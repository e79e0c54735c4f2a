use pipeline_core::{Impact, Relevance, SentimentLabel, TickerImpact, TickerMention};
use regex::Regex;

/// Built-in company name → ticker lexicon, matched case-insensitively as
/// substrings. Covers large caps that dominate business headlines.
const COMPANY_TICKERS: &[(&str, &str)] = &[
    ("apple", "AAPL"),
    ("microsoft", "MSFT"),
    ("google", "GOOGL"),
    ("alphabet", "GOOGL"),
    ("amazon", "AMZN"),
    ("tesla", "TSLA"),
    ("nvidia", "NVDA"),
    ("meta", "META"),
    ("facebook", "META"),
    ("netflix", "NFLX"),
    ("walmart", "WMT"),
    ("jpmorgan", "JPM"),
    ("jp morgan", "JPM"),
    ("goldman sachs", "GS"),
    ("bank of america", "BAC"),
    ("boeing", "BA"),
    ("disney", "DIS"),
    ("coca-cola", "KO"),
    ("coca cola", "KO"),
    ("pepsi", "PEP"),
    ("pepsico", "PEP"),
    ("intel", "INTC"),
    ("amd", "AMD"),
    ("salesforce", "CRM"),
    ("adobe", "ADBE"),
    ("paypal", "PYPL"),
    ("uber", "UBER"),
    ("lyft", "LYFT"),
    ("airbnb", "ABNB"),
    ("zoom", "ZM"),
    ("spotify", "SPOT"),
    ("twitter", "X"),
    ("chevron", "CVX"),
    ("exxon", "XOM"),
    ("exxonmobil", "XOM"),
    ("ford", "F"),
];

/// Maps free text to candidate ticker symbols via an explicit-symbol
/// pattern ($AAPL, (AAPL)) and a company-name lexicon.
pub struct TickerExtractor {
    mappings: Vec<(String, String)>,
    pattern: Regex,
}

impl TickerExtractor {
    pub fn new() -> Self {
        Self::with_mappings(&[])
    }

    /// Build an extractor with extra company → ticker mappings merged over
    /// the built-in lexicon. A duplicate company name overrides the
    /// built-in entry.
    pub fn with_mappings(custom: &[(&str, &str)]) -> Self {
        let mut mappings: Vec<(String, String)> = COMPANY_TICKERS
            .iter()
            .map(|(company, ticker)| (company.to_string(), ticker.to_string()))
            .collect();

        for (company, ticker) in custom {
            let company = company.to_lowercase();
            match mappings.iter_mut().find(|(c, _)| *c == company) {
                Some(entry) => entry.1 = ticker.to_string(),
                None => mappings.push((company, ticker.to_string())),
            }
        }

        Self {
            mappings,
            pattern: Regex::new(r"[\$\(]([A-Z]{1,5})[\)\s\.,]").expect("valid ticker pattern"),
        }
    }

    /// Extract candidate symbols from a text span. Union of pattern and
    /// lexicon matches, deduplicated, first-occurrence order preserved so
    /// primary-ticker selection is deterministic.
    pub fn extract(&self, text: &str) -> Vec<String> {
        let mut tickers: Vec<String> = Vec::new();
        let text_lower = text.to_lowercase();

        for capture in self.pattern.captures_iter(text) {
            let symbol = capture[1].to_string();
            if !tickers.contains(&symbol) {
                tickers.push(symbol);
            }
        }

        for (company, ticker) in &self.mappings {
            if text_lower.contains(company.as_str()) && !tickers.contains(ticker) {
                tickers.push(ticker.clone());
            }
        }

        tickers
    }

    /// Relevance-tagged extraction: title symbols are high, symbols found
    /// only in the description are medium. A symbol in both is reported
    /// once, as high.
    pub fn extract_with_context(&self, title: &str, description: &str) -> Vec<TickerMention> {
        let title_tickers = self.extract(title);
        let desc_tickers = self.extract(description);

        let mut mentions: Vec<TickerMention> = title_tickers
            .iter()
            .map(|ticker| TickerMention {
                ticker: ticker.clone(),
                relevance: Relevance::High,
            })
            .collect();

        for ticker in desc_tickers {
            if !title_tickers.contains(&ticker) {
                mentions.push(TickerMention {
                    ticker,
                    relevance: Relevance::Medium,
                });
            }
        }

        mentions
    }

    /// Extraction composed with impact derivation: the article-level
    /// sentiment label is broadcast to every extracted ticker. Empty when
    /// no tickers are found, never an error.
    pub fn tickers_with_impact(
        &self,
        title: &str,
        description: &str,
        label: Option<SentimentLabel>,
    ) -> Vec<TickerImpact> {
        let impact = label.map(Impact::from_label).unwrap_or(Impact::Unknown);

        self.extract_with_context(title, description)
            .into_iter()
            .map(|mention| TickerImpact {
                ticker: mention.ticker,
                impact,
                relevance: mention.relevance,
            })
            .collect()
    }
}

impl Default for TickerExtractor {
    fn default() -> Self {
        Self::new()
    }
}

####

Task objective —
Give back each entry above precisely as it was written.

Task solution —
repository e79e0c54735c4f2a
use pipeline_core::{Impact, Relevance, SentimentLabel, TickerImpact, TickerMention};
use regex::Regex;

/// Built-in company name → ticker lexicon, matched case-insensitively as
/// substrings. Covers large caps that dominate business headlines.
const COMPANY_TICKERS: &[(&str, &str)] = &[
    ("apple", "AAPL"),
    ("microsoft", "MSFT"),
    ("google", "GOOGL"),
    ("alphabet", "GOOGL"),
    ("amazon", "AMZN"),
    ("tesla", "TSLA"),
    ("nvidia", "NVDA"),
    ("meta", "META"),
    ("facebook", "META"),
    ("netflix", "NFLX"),
    ("walmart", "WMT"),
    ("jpmorgan", "JPM"),
    ("jp morgan", "JPM"),
    ("goldman sachs", "GS"),
    ("bank of america", "BAC"),
    ("boeing", "BA"),
    ("disney", "DIS"),
    ("coca-cola", "KO"),
    ("coca cola", "KO"),
    ("pepsi", "PEP"),
    ("pepsico", "PEP"),
    ("intel", "INTC"),
    ("amd", "AMD"),
    ("salesforce", "CRM"),
    ("adobe", "ADBE"),
    ("paypal", "PYPL"),
    ("uber", "UBER"),
    ("lyft", "LYFT"),
    ("airbnb", "ABNB"),
    ("zoom", "ZM"),
    ("spotify", "SPOT"),
    ("twitter", "X"),
    ("chevron", "CVX"),
    ("exxon", "XOM"),
    ("exxonmobil", "XOM"),
    ("ford", "F"),
];

/// Maps free text to candidate ticker symbols via an explicit-symbol
/// pattern ($AAPL, (AAPL)) and a company-name lexicon.
pub struct TickerExtractor {
    mappings: Vec<(String, String)>,
    pattern: Regex,
}

impl TickerExtractor {
    pub fn new() -> Self {
        Self::with_mappings(&[])
    }

    /// Build an extractor with extra company → ticker mappings merged over
    /// the built-in lexicon. A duplicate company name overrides the
    /// built-in entry.
    pub fn with_mappings(custom: &[(&str, &str)]) -> Self {
        let mut mappings: Vec<(String, String)> = COMPANY_TICKERS
            .iter()
            .map(|(company, ticker)| (company.to_string(), ticker.to_string()))
            .collect();

        for (company, ticker) in custom {
            let company = company.to_lowercase();
            match mappings.iter_mut().find(|(c, _)| *c == company) {
                Some(entry) => entry.1 = ticker.to_string(),
                None => mappings.push((company, ticker.to_string())),
            }
        }

        Self {
            mappings,
            pattern: Regex::new(r"[\$\(]([A-Z]{1,5})[\)\s\.,]").expect("valid ticker pattern"),
        }
    }

    /// Extract candidate symbols from a text span. Union of pattern and
    /// lexicon matches, deduplicated, first-occurrence order preserved so
    /// primary-ticker selection is deterministic.
    pub fn extract(&self, text: &str) -> Vec<String> {
        let mut tickers: Vec<String> = Vec::new();
        let text_lower = text.to_lowercase();

        for capture in self.pattern.captures_iter(text) {
            let symbol = capture[1].to_string();
            if !tickers.contains(&symbol) {
                tickers.push(symbol);
            }
        }

        for (company, ticker) in &self.mappings {
            if text_lower.contains(company.as_str()) && !tickers.contains(ticker) {
                tickers.push(ticker.clone());
            }
        }

        tickers
    }

    /// Relevance-tagged extraction: title symbols are high, symbols found
    /// only in the description are medium. A symbol in both is reported
    /// once, as high.
    pub fn extract_with_context(&self, title: &str, description: &str) -> Vec<TickerMention> {
        let title_tickers = self.extract(title);
        let desc_tickers = self.extract(description);

        let mut mentions: Vec<TickerMention> = title_tickers
            .iter()
            .map(|ticker| TickerMention {
                ticker: ticker.clone(),
                relevance: Relevance::High,
            })
            .collect();

        for ticker in desc_tickers {
            if !title_tickers.contains(&ticker) {
                mentions.push(TickerMention {
                    ticker,
                    relevance: Relevance::Medium,
                });
            }
        }

        mentions
    }

    /// Extraction composed with impact derivation: the article-level
    /// sentiment label is broadcast to every extracted ticker. Empty when
    /// no tickers are found, never an error.
    pub fn tickers_with_impact(
        &self,
        title: &str,
        description: &str,
        label: Option<SentimentLabel>,
    ) -> Vec<TickerImpact> {
        let impact = label.map(Impact::from_label).unwrap_or(Impact::Unknown);

        self.extract_with_context(title, description)
            .into_iter()
            .map(|mention| TickerImpact {
                ticker: mention.ticker,
                impact,
                relevance: mention.relevance,
            })
            .collect()
    }
}

impl Default for TickerExtractor {
    fn default() -> Self {
        Self::new()
    }
}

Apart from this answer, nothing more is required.